▸ Problem requirements
A copy is needed of each line in the records that has the word "format".
--- Data ---
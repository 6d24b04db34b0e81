//! Rounded label components

use crate::style::status_style;
use leptos::prelude::*;
use project_cards_types::PaymentStatus;
use std::time::Duration;

#[component]
pub fn StatusPill(status: PaymentStatus) -> impl IntoView {
    let style = status_style(status);

    view! {
        <span class=format!("status-pill {}", style.class) style=style.style_attr()>
            {status.label()}
        </span>
    }
}

/// Category label. Hover and press only scale it; there is no click action.
#[component]
pub fn CategoryPill(
    #[prop(into)] label: String,
    /// Entrance delay, matching the row it sits in
    #[prop(optional)]
    delay: Duration,
) -> impl IntoView {
    view! {
        <span class="category-pill" style=format!("animation-delay: {}ms", delay.as_millis())>
            {label}
        </span>
    }
}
---
▸ Output for this exercise
        <span class=format!("status-pill {}", style.class) style=style.style_attr()>
        <span class="category-pill" style=format!("animation-delay: {}ms", delay.as_millis())>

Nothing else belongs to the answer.